Haxhiu Albulen: Albin Kurt et moi ne sommes pas empêchés de nous présenter aux élections

Albulen Haxhiu de VVA a parlé de la décision de la Cour constitutionnelle. Il appelle une partie de cette décision absurde. Invitée à montrer “DPS à Fidan” dans T7 elle a dit qu'elle et Albin Kurti ne sont pas empêchées de se présenter aux élections. Pour fuir l'affrontement qu'un scandale s'est produit au Kosovo. Sept mois [...]
Invitée à montrer “DPS à Fidan” dans T7 elle a dit qu'elle et Albin Kurti ne sont pas empêchées de se présenter aux élections.
Pour fuir l'affrontement qu'un scandale s'est produit au Kosovo. Sept mois et cela dure toujours parce que l'absurdité de la Cour constitutionnelle -- sauf que nous évaluons la décision de la Cour constitutionnelle -- parce que ce que nous avons dit depuis le 3 juin, mais que l'absurdité de la Cour constitutionnelle souligne que le gouvernement n'a pas été élu mais qu'il restera en fonction jusqu'au nouveau gouvernement. Pourquoi ? Un gouvernement qui n'a pas été élu à l'Assemblée, comme il peut rester en fonction”, dit Haxhiu.
“Nous sommes obligés de respecter la décision constitutionnelle”, ajoute-t-elle.
Au lieu de faire face aux dommages causés pendant cette période par un gouvernement, ils traitent de la question de ne pas être justes ou de ne pas diriger Albin Kurti ou moi pour faire partie de la liste VVA. Il y a eu beaucoup de voix dans cette direction. De nombreux citoyens sont concernés”, a souligné Haxhi.
Notre interprétation est claire et fondée également sur le code pénal de la République du Kosovo. Et dans la loi du choix général. Ni moi ni M. Kurti n'avons d'obstacle, et je dis cela avec une conviction absolue fondée sur l'analyse et les arguments juridiques consultés au sein de VV) et pas seulement”, a déclaré Haxhi.
Dans ce sens, nous ne sommes pas interdits.

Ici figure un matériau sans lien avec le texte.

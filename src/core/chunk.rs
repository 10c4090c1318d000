use glam::IVec3;

use crate::constants::*;
use crate::core::coords;
use crate::core::voxel::{LightChannel, Voxel};

/// Height-map value for a column with no solid voxel inside the chunk.
pub const NO_HEIGHT: i32 = i32::MIN;

/// Cubic block of `CHUNK_SIZE³` voxels with a per-column height cache.
pub struct Chunk {
    /// World voxel at the chunk's lattice origin.
    pub world_position: IVec3,
    voxels: Box<[Voxel]>,
    height_map: Box<[i32]>,
    solid_count: u32,
}

impl Chunk {
    pub fn new(chunk_pos: IVec3) -> Self {
        Chunk {
            world_position: coords::chunk_origin(chunk_pos),
            voxels: vec![Voxel::AIR; CHUNK_VOLUME].into_boxed_slice(),
            height_map: vec![NO_HEIGHT; CHUNK_AREA].into_boxed_slice(),
            solid_count: 0,
        }
    }

    pub fn chunk_position(&self) -> IVec3 {
        coords::chunk_pos(self.world_position)
    }

    fn index(local: IVec3) -> Option<usize> {
        let in_bounds = (0..CHUNK_SIZE).contains(&local.x)
            && (0..CHUNK_SIZE).contains(&local.y)
            && (0..CHUNK_SIZE).contains(&local.z);
        in_bounds.then(|| {
            (local.x + local.y * CHUNK_SIZE + local.z * CHUNK_SIZE * CHUNK_SIZE) as usize
        })
    }

    fn column_index(x: i32, z: i32) -> Option<usize> {
        ((0..CHUNK_SIZE).contains(&x) && (0..CHUNK_SIZE).contains(&z))
            .then(|| (x + z * CHUNK_SIZE) as usize)
    }

    fn local_from_index(index: usize) -> IVec3 {
        let i = index as i32;
        IVec3::new(
            i % CHUNK_SIZE,
            (i / CHUNK_SIZE) % CHUNK_SIZE,
            i / (CHUNK_SIZE * CHUNK_SIZE),
        )
    }

    pub fn get_voxel(&self, local: IVec3) -> Option<Voxel> {
        Self::index(local).map(|i| self.voxels[i])
    }

    /// Places a voxel into an air cell. Fails without mutation if the cell is solid.
    pub fn add_voxel(&mut self, local: IVec3, voxel: Voxel) -> bool {
        let Some(i) = Self::index(local) else {
            return false;
        };
        if self.voxels[i].is_solid() {
            return false;
        }

        self.voxels[i] = voxel;
        if voxel.is_solid() {
            self.solid_count += 1;
            let world_y = self.world_position.y + local.y;
            if let Some(c) = Self::column_index(local.x, local.z) {
                if world_y > self.height_map[c] {
                    self.height_map[c] = world_y;
                }
            }
        }
        true
    }

    /// Clears a solid cell to air. Fails if the cell is already air.
    pub fn remove_voxel(&mut self, local: IVec3) -> bool {
        let Some(i) = Self::index(local) else {
            return false;
        };
        if self.voxels[i].is_air() {
            return false;
        }

        self.voxels[i] = Voxel::AIR;
        self.solid_count -= 1;
        if self.height_at(local.x, local.z) == Some(self.world_position.y + local.y) {
            self.update_height_at(local.x, local.z);
        }
        true
    }

    /// Rescans a column from the top of the chunk down to find its highest solid voxel.
    pub fn update_height_at(&mut self, x: i32, z: i32) {
        let Some(c) = Self::column_index(x, z) else {
            return;
        };
        self.height_map[c] = (0..CHUNK_SIZE)
            .rev()
            .find(|&y| self.position_is_solid(IVec3::new(x, y, z)))
            .map_or(NO_HEIGHT, |y| self.world_position.y + y);
    }

    /// World Y of the highest solid voxel in a column, `None` for an empty column
    /// or a position outside the chunk.
    pub fn height_at(&self, x: i32, z: i32) -> Option<i32> {
        Self::column_index(x, z)
            .map(|c| self.height_map[c])
            .filter(|&h| h != NO_HEIGHT)
    }

    pub fn position_is_solid(&self, local: IVec3) -> bool {
        self.get_voxel(local).is_some_and(|v| v.is_solid())
    }

    pub fn position_is_transparent(&self, local: IVec3) -> bool {
        self.get_voxel(local).is_some_and(|v| v.is_transparent())
    }

    pub fn set_light(&mut self, local: IVec3, channel: LightChannel, level: u8) -> bool {
        let Some(i) = Self::index(local) else {
            return false;
        };
        self.voxels[i].set_light_level(channel, level);
        true
    }

    pub fn is_empty(&self) -> bool {
        self.solid_count == 0
    }

    pub fn is_edge(local: IVec3) -> bool {
        local.min_element() == 0 || local.max_element() == CHUNK_SIZE - 1
    }

    /// Lazily yields every `(local_position, voxel)` pair in storage order.
    pub fn iter(&self) -> impl Iterator<Item = (IVec3, Voxel)> + '_ {
        self.voxels
            .iter()
            .enumerate()
            .map(|(i, voxel)| (Self::local_from_index(i), *voxel))
    }

    pub fn iter_solid(&self) -> impl Iterator<Item = (IVec3, Voxel)> + '_ {
        self.iter().filter(|(_, voxel)| voxel.is_solid())
    }

    /// Gives full skylight to every transparent voxel above the chunk's height entry.
    pub fn fill_open_sky(&mut self) {
        for z in 0..CHUNK_SIZE {
            for x in 0..CHUNK_SIZE {
                let floor = self
                    .height_at(x, z)
                    .map_or(0, |h| h - self.world_position.y + 1);
                for y in floor..CHUNK_SIZE {
                    if let Some(i) = Self::index(IVec3::new(x, y, z)) {
                        if self.voxels[i].is_transparent() {
                            self.voxels[i].set_sky_light(MAX_LIGHT);
                        }
                    }
                }
            }
        }
    }
}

Il n'y a pas d'obstacle juridique ou constitutionnel à notre échec à courir”, a-t-elle expliqué.
Elle a élucidé ses raisons.
J'aurai M. “et M. Kurt a été condamné en 2018 et nous avons été condamnés sur parole. En 2018, l ' ancien Code pénal de 2013 était en vigueur et la peine de libération conditionnelle n ' avait pas de conséquences juridiques. Donc le tribunal accuse une personne accusée d'infraction pénale, dans ce cas vous savez que nous avons été condamnés pour gaz lacrymogène, mais ce n'est pas une punition, c'est une menace que le tribunal donne à quelqu'un pour que dans le délai vérifiable, nous ayons eu une période de deux ans de vérification, de ne pas commettre d'actes criminels. Nous n'avons pas commis d'actes criminels au cours de la période de vérification”, a-t-elle expliqué.